Neuroprotection in acute stroke has not been successfully translated from animals to humans. Animal research on promising agents continues largely in rats and mice which are commonly available to researchers. However, controversies continue on the most suitable species to model the human situation. Generally, putative agents seem less effective in mice as compared with rats. We hypothesized that this may be due to inter-species differences in stroke response and that this might be manifest at a genetic level. Here we used whole-genome microarrays to examine the differential gene regulation in the ischemic penumbra of mice and rats at 2 and 6h after permanent middle cerebral artery occlusion (pMCAO; Raw microarray CEL data files are available in the GEO database with an accession number GSE163654). Differentially expressed genes (adj. p ≤ 0.05) were organized by hierarchical clustering, correlation plots, Venn diagrams and pathway analyses in each species and at each time-point.
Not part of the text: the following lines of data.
use config::{Config, ConfigError, Environment, File};
use serde::Deserialize;

#[derive(Debug, Deserialize, Clone)]
pub struct CorsConfig {
    #[serde(default)]
    pub allow_origins: Vec<String>,
    #[serde(default = "default_cors_max_age")]
    pub max_age: u64,
}

fn default_cors_max_age() -> u64 {
    3600
}

impl Default for CorsConfig {
    fn default() -> Self {
        Self {
            allow_origins: Vec::new(),
            max_age: default_cors_max_age(),
        }
    }
}

#[derive(Debug, Deserialize, Clone)]
pub struct ServerConfig {
    pub host: String,
    pub port: u16,
    #[serde(default)]
    pub cors: CorsConfig,
}

#[derive(Debug, Deserialize, Clone)]
pub struct DatabaseConfig {
    pub url: String,
}

#[derive(Debug, Deserialize, Clone)]
pub struct AuthConfig {
    /// Shared secret for verifying identity-provider session tokens.
    pub jwt_secret: String,
}

/// Abuse-protection knobs for the publish endpoints.
///
/// The bucket holds `capacity` tokens and refills `refill_rate` tokens every
/// `interval_secs`, per subject. Setting `enabled` to false lets every
/// request through, which is what local development usually wants.
#[derive(Debug, Deserialize, Clone)]
pub struct ProtectionConfig {
    #[serde(default = "default_protection_enabled")]
    pub enabled: bool,
    #[serde(default = "default_protection_capacity")]
    pub capacity: u32,
    #[serde(default = "default_protection_refill_rate")]
    pub refill_rate: u32,
    #[serde(default = "default_protection_interval_secs")]
    pub interval_secs: u64,
    #[serde(default = "default_protection_block_automated")]
    pub block_automated: bool,
}

fn default_protection_enabled() -> bool {
    true
}

fn default_protection_capacity() -> u32 {
    10
}

fn default_protection_refill_rate() -> u32 {
    10
}

fn default_protection_interval_secs() -> u64 {
    3600
}

fn default_protection_block_automated() -> bool {
    true
}

impl Default for ProtectionConfig {
    fn default() -> Self {
        Self {
            enabled: default_protection_enabled(),
            capacity: default_protection_capacity(),
            refill_rate: default_protection_refill_rate(),
            interval_secs: default_protection_interval_secs(),
            block_automated: default_protection_block_automated(),
        }
    }
}

#[derive(Debug, Deserialize, Clone)]
pub struct PixabayConfig {
    pub api_key: String,
    #[serde(default = "default_pixabay_base_url")]
    pub base_url: String,
    #[serde(default = "default_pixabay_timeout_secs")]
    pub timeout_secs: u64,
}

fn default_pixabay_base_url() -> String {
    "https://pixabay.com/api/".to_string()
}

fn default_pixabay_timeout_secs() -> u64 {
    10
}

#[derive(Debug, Deserialize, Clone)]
pub struct CacheConfig {
    /// Number of rendered pages kept in the in-process cache.
    #[serde(default = "default_page_capacity")]
    pub page_capacity: usize,
}

fn default_page_capacity() -> usize {
    256
}

impl Default for CacheConfig {
    fn default() -> Self {
        Self {
            page_capacity: default_page_capacity(),
        }
    }
}

#[derive(Debug, Deserialize, Clone)]
pub struct AppConfig {
    pub server: ServerConfig,
    pub database: DatabaseConfig,
    pub auth: AuthConfig,
    #[serde(default)]
    pub protection: ProtectionConfig,
    pub pixabay: PixabayConfig,
    #[serde(default)]
    pub cache: CacheConfig,
}

impl AppConfig {
    pub fn load() -> Result<Self, ConfigError> {
        let s = Config::builder()
            .set_default("server.host", "127.0.0.1")?
            .set_default("server.port", 3000)?
            // Load from config/config.toml
            .add_source(File::with_name("config/config").required(false))
            // Override from environment (e.g., INKWELL__AUTH__JWT_SECRET)
            .add_source(Environment::with_prefix("INKWELL").separator("__"))
            .build()?;

        s.try_deserialize()
    }
}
Emphasis was placed on genes already known to be associated with stroke, including validation by RT-PCR. Gene expression patterns in the ischemic penumbra differed strikingly between the species at both 2h and 6h. Nearly 90% of significantly regulated genes and most pathways modulated by ischemia differed between mice and rats. These differences were evident globally, among stroke-associated genes, immediate early genes, genes implicated in stress response, inflammation, neuroprotection, ion channels, and signal transduction. The findings of this study may have significant implications for the choice of species for screening putative stroke therapies.